Excerpts from a dataset
== Segment start ==
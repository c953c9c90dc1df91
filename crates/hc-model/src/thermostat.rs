//! Thermostat: temperature samples in, calling decisions out.
//!
//! The pipeline is
//!
//! ```text
//! sample -> (minus sensitivity adjustment) -> PID -> hysteresis renderer -> ThermostatStatus
//! ```
//!
//! The PID gains define the operating mode. With `error = setpoint - temperature`,
//! a positive `p` heats and a negative `p` cools. The renderer sits at setpoint 0
//! with a band of ±1, so the thermostat calls once the PID output reaches 1 and
//! stops once it falls to -1.

use std::sync::Arc;
use std::time::Duration;

use hc_controls::{
    ControlOutput, HalfLifeController, HysteresisController, PidConfig, PidController, PidStatus,
    ProcessController, DEFAULT_HYSTERESIS,
};
use hc_core::{clamp_unit, Clock, SystemClock, Timestamp};
use hc_signal::{Signal, SignalError, SignalProcessor, Status};

use crate::error::{ModelError, ModelResult};
use crate::settings::SetpointRange;
use crate::status::{CallingStatus, ThermostatStatus};

/// How trigger-happy a thermostat is right after a setpoint change.
///
/// A setpoint step is fed into a half-life controller; its decaying output, times
/// `multiplier`, is subtracted from every sample.
#[derive(Debug, Clone, Copy, PartialEq)]
pub struct Sensitivity {
    pub half_life: Duration,
    pub multiplier: f64,
}

pub struct Thermostat {
    name: String,
    range: SetpointRange,
    controller: PidController,
    sensitivity: Option<(HalfLifeController, f64)>,
    renderer: HysteresisController<PidStatus>,
    clock: Arc<dyn Clock>,
    last_good: Option<f64>,
}

impl std::fmt::Debug for Thermostat {
    fn fmt(&self, f: &mut std::fmt::Formatter<'_>) -> std::fmt::Result {
        f.debug_struct("Thermostat")
            .field("name", &self.name)
            .field("range", &self.range)
            .field("setpoint", &self.setpoint())
            .field("config", self.controller.config())
            .field("calling", &self.renderer.is_on())
            .finish()
    }
}

impl Thermostat {
    pub fn new(
        name: impl Into<String>,
        range: SetpointRange,
        setpoint: f64,
        pid: PidConfig,
    ) -> ModelResult<Self> {
        let name = name.into();
        check_range(&name, &range, setpoint)?;

        let controller = PidController::new(format!("(controller) {name}"), setpoint, pid)?;
        let renderer = HysteresisController::new(format!("(renderer) {name}"), 0.0)?;

        tracing::debug!(thermostat = %name, setpoint, ?range, "created");

        Ok(Self {
            name,
            range,
            controller,
            sensitivity: None,
            renderer,
            clock: Arc::new(SystemClock),
            last_good: None,
        })
    }

    pub fn with_sensitivity(mut self, sensitivity: Sensitivity) -> ModelResult<Self> {
        if !(sensitivity.multiplier > 0.0) || !sensitivity.multiplier.is_finite() {
            return Err(ModelError::InvalidArg {
                what: "sensitivity multiplier must be positive",
            });
        }
        let controller =
            HalfLifeController::new(format!("(sensitivity) {}", self.name), sensitivity.half_life)?;
        self.sensitivity = Some((controller, sensitivity.multiplier));
        Ok(self)
    }

    /// Clock used to stamp [`Thermostat::raise`] signals.
    pub fn with_clock(mut self, clock: Arc<dyn Clock>) -> Self {
        self.clock = clock;
        self
    }

    pub fn name(&self) -> &str {
        &self.name
    }

    pub fn range(&self) -> SetpointRange {
        self.range
    }

    pub fn setpoint(&self) -> f64 {
        self.controller.setpoint()
    }

    pub fn is_calling(&self) -> bool {
        self.renderer.is_on()
    }

    pub fn set_setpoint(&mut self, setpoint: f64) -> ModelResult<()> {
        check_range(&self.name, &self.range, setpoint)?;
        // The controller replays its last sample; the zone replays the full pipeline.
        self.controller.set_setpoint(setpoint)?;
        tracing::info!(thermostat = %self.name, setpoint, "setpoint changed");
        Ok(())
    }

    /// Feed one temperature sample.
    ///
    /// Partial failures are masked: the value they carry (or the last good one)
    /// is used and the output is healthy, with the masked error attached.
    /// Total failures come out as total failures.
    pub fn compute(&mut self, pv: Signal<f64>) -> Signal<ThermostatStatus> {
        let at = pv.timestamp();

        let (sample, masked) = match (pv.status(), pv.value().copied()) {
            (Status::FailureTotal, _) => return pv.derive(None),
            (Status::Ok, Some(v)) if v.is_finite() => (v, None),
            (Status::Ok, _) => {
                tracing::warn!(thermostat = %self.name, signal = %pv, "non-finite sample");
                return Signal::failure(
                    at,
                    SignalError::Malformed {
                        what: "non-finite temperature".into(),
                    },
                );
            }
            (Status::FailurePartial, value) => {
                let error = pv.error().cloned().unwrap_or(SignalError::Upstream("partial failure".into()));
                match value.filter(|v| v.is_finite()).or(self.last_good) {
                    Some(v) => {
                        tracing::debug!(thermostat = %self.name, %error, sample = v, "masking partial failure");
                        (v, Some(error))
                    }
                    None => return Signal::failure(at, error),
                }
            }
        };
        self.last_good = Some(sample);

        let adjusted = sample - self.adjustment(at);

        let control = self.controller.compute(Signal::ok(at, adjusted));
        let Some(control) = control.into_value() else {
            return Signal::failure(
                at,
                SignalError::Malformed {
                    what: "controller produced no output".into(),
                },
            );
        };
        tracing::trace!(thermostat = %self.name, sample, adjusted, ?control, "controller");

        let rendered = self
            .renderer
            .compute(Signal::ok(at, control.signal()).with_payload(control));
        self.status(at, rendered, masked)
    }

    /// Reconsider the calling decision now.
    ///
    /// A thermostat that is not calling but sits inside the hysteresis band gets
    /// nudged into calling, e.g. because the unit is starting anyway. Anything
    /// else is left alone, and `None` is returned.
    pub fn raise(&mut self) -> Option<Signal<ThermostatStatus>> {
        let actual = self.renderer.process_variable()?.clone();
        let value = *actual.value()?;

        if !(-DEFAULT_HYSTERESIS..DEFAULT_HYSTERESIS).contains(&value) {
            return None;
        }

        let now = self.clock.now();
        let mut nudge = Signal::ok(now, DEFAULT_HYSTERESIS);
        if let Some(payload) = actual.payload() {
            nudge = nudge.with_payload(*payload);
        }
        tracing::debug!(thermostat = %self.name, from = value, "raise");

        let rendered = self.renderer.compute(nudge);
        Some(self.status(now, rendered, None))
    }

    fn adjustment(&mut self, at: Timestamp) -> f64 {
        let setpoint = self.controller.setpoint();
        match &mut self.sensitivity {
            Some((controller, multiplier)) => {
                let out = controller.compute(Signal::ok(at, setpoint));
                out.value().map(|s| s.signal * *multiplier).unwrap_or(0.0)
            }
            None => 0.0,
        }
    }

    fn status(
        &self,
        at: Timestamp,
        rendered: Signal<hc_controls::HysteresisStatus, PidStatus>,
        masked: Option<SignalError>,
    ) -> Signal<ThermostatStatus> {
        let (Some(render), Some(control)) = (rendered.value(), rendered.payload()) else {
            return rendered.derive(None).with_payload_of(None);
        };

        let low = self.renderer.threshold_low();
        let high = self.renderer.threshold_high();

        Signal::ok(
            at,
            ThermostatStatus {
                setpoint: control.base.setpoint,
                error: control.base.error,
                calling: CallingStatus {
                    sample: self.last_good,
                    demand: clamp_unit((control.signal() - low) / (high - low)),
                    calling: render.is_on(),
                },
                masked,
            },
        )
    }
}

impl SignalProcessor<f64, ThermostatStatus> for Thermostat {
    fn process(&mut self, signal: Signal<f64>) -> Option<Signal<ThermostatStatus>> {
        Some(self.compute(signal))
    }
}

fn check_range(name: &str, range: &SetpointRange, setpoint: f64) -> ModelResult<()> {
    if range.contains(setpoint) {
        Ok(())
    } else {
        Err(ModelError::SetpointOutOfRange {
            zone: name.to_string(),
            setpoint,
            min: range.min,
            max: range.max,
        })
    }
}

#[cfg(test)]
mod tests {
    use super::*;
    use chrono::{TimeZone, Utc};
    use hc_core::ManualClock;

    fn t(secs: i64) -> Timestamp {
        Utc.timestamp_opt(1_700_000_000, 0).single().unwrap() + chrono::Duration::seconds(secs)
    }

    /// Heating thermostat, proportional only.
    fn heating() -> Thermostat {
        Thermostat::new("ts", SetpointRange::default(), 20.0, PidConfig::new(1.0, 0.0, 0.0, 0.0)).unwrap()
    }

    fn calling(ts: &mut Thermostat, secs: i64, v: f64) -> bool {
        ts.compute(Signal::ok(t(secs), v)).value().unwrap().calling.calling
    }

    #[test]
    fn setpoint_outside_range_rejected() {
        assert!(matches!(
            Thermostat::new("ts", SetpointRange::default(), 50.0, PidConfig::new(1.0, 0.0, 0.0, 0.0)),
            Err(ModelError::SetpointOutOfRange { .. })
        ));
        let mut ts = heating();
        assert!(ts.set_setpoint(5.0).is_err());
        assert_eq!(ts.setpoint(), 20.0);
    }

    #[test]
    fn heating_hysteresis() {
        let mut ts = heating();
        assert!(!calling(&mut ts, 0, 20.0));
        assert!(!calling(&mut ts, 1, 19.5));
        assert!(calling(&mut ts, 2, 19.0));
        assert!(calling(&mut ts, 3, 20.5));
        assert!(!calling(&mut ts, 4, 21.0));
    }

    #[test]
    fn cooling_uses_negative_gain() {
        let mut ts =
            Thermostat::new("ts", SetpointRange::default(), 24.0, PidConfig::new(-1.0, 0.0, 0.0, 0.0)).unwrap();
        assert!(!calling(&mut ts, 0, 24.0));
        assert!(calling(&mut ts, 1, 25.0));
        assert!(!calling(&mut ts, 2, 23.0));
    }

    #[test]
    fn demand_is_normalized() {
        let mut ts = heating();
        let status = ts.compute(Signal::ok(t(0), 20.0)).into_value().unwrap();
        assert_eq!(status.calling.demand, 0.5);
        assert_eq!(status.calling.sample, Some(20.0));
        let status = ts.compute(Signal::ok(t(1), 15.0)).into_value().unwrap();
        assert_eq!(status.calling.demand, 1.0);
        assert_eq!(status.error, 5.0);
    }

    #[test]
    fn partial_failure_is_masked() {
        let mut ts = heating();
        calling(&mut ts, 0, 18.0);

        let error = SignalError::Stale {
            what: "sensor".into(),
        };
        let out = ts.compute(Signal::partial(t(1), None, error.clone()));
        assert!(out.is_ok());
        let status = out.into_value().unwrap();
        assert_eq!(status.masked, Some(error.clone()));
        assert_eq!(status.calling.sample, Some(18.0));
        assert!(status.calling.calling);

        let out = ts.compute(Signal::partial(t(2), Some(22.0), error));
        assert!(out.is_ok());
        assert!(!out.value().unwrap().calling.calling);
    }

    #[test]
    fn partial_failure_without_history_fails() {
        let mut ts = heating();
        let out = ts.compute(Signal::partial(t(0), None, SignalError::Upstream("x".into())));
        assert!(out.is_error());
    }

    #[test]
    fn total_failure_propagates() {
        let mut ts = heating();
        calling(&mut ts, 0, 18.0);
        let out = ts.compute(Signal::failure(
            t(1),
            SignalError::DeviceAbsent {
                address: "28-0000".into(),
            },
        ));
        assert!(out.is_error());
        assert!(out.value().is_none());
        assert!(ts.is_calling());
    }

    #[test]
    fn non_finite_sample_fails() {
        let mut ts = heating();
        assert!(ts.compute(Signal::ok(t(0), f64::NAN)).is_error());
    }

    #[test]
    fn raise_nudges_inside_band() {
        let clock = ManualClock::new(t(10));
        let mut ts = heating().with_clock(Arc::new(clock.clone()));
        assert!(ts.raise().is_none());

        assert!(!calling(&mut ts, 0, 19.5));
        let raised = ts.raise().expect("inside the band");
        assert!(raised.value().unwrap().calling.calling);
        assert_eq!(raised.timestamp(), t(10));

        // Already calling, nothing to do.
        assert!(ts.raise().is_none());
    }

    #[test]
    fn raise_ignored_below_band() {
        let mut ts = heating();
        assert!(!calling(&mut ts, 0, 22.0));
        assert!(ts.raise().is_none());
    }

    #[test]
    fn sensitivity_requires_positive_multiplier() {
        let s = Sensitivity {
            half_life: Duration::from_secs(60),
            multiplier: 0.0,
        };
        assert!(heating().with_sensitivity(s).is_err());
    }

    #[test]
    fn sensitivity_amplifies_setpoint_step() {
        let s = Sensitivity {
            half_life: Duration::from_secs(600),
            multiplier: 1.0,
        };
        let mut plain = heating();
        let mut sensitive = heating().with_sensitivity(s).unwrap();
        assert!(!calling(&mut plain, 0, 20.0));
        assert!(!calling(&mut sensitive, 0, 20.0));

        plain.set_setpoint(20.5).unwrap();
        sensitive.set_setpoint(20.5).unwrap();

        // Half a degree is inside the band on its own.
        let status = plain.compute(Signal::ok(t(1), 20.0)).into_value().unwrap();
        assert!(!status.calling.calling);

        // The fresh step is counted twice while it has not decayed.
        let status = sensitive.compute(Signal::ok(t(1), 20.0)).into_value().unwrap();
        assert!((status.error - 1.0).abs() < 1e-6);
        assert!(status.calling.calling);
    }
}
== Segment end ==
TASK ITEM:
The word "ManualClock" appears in some lines of the data. Copy every one of those lines.

RESPONSE TO THE EXERCISE:
    use hc_core::ManualClock;
        let clock = ManualClock::new(t(10));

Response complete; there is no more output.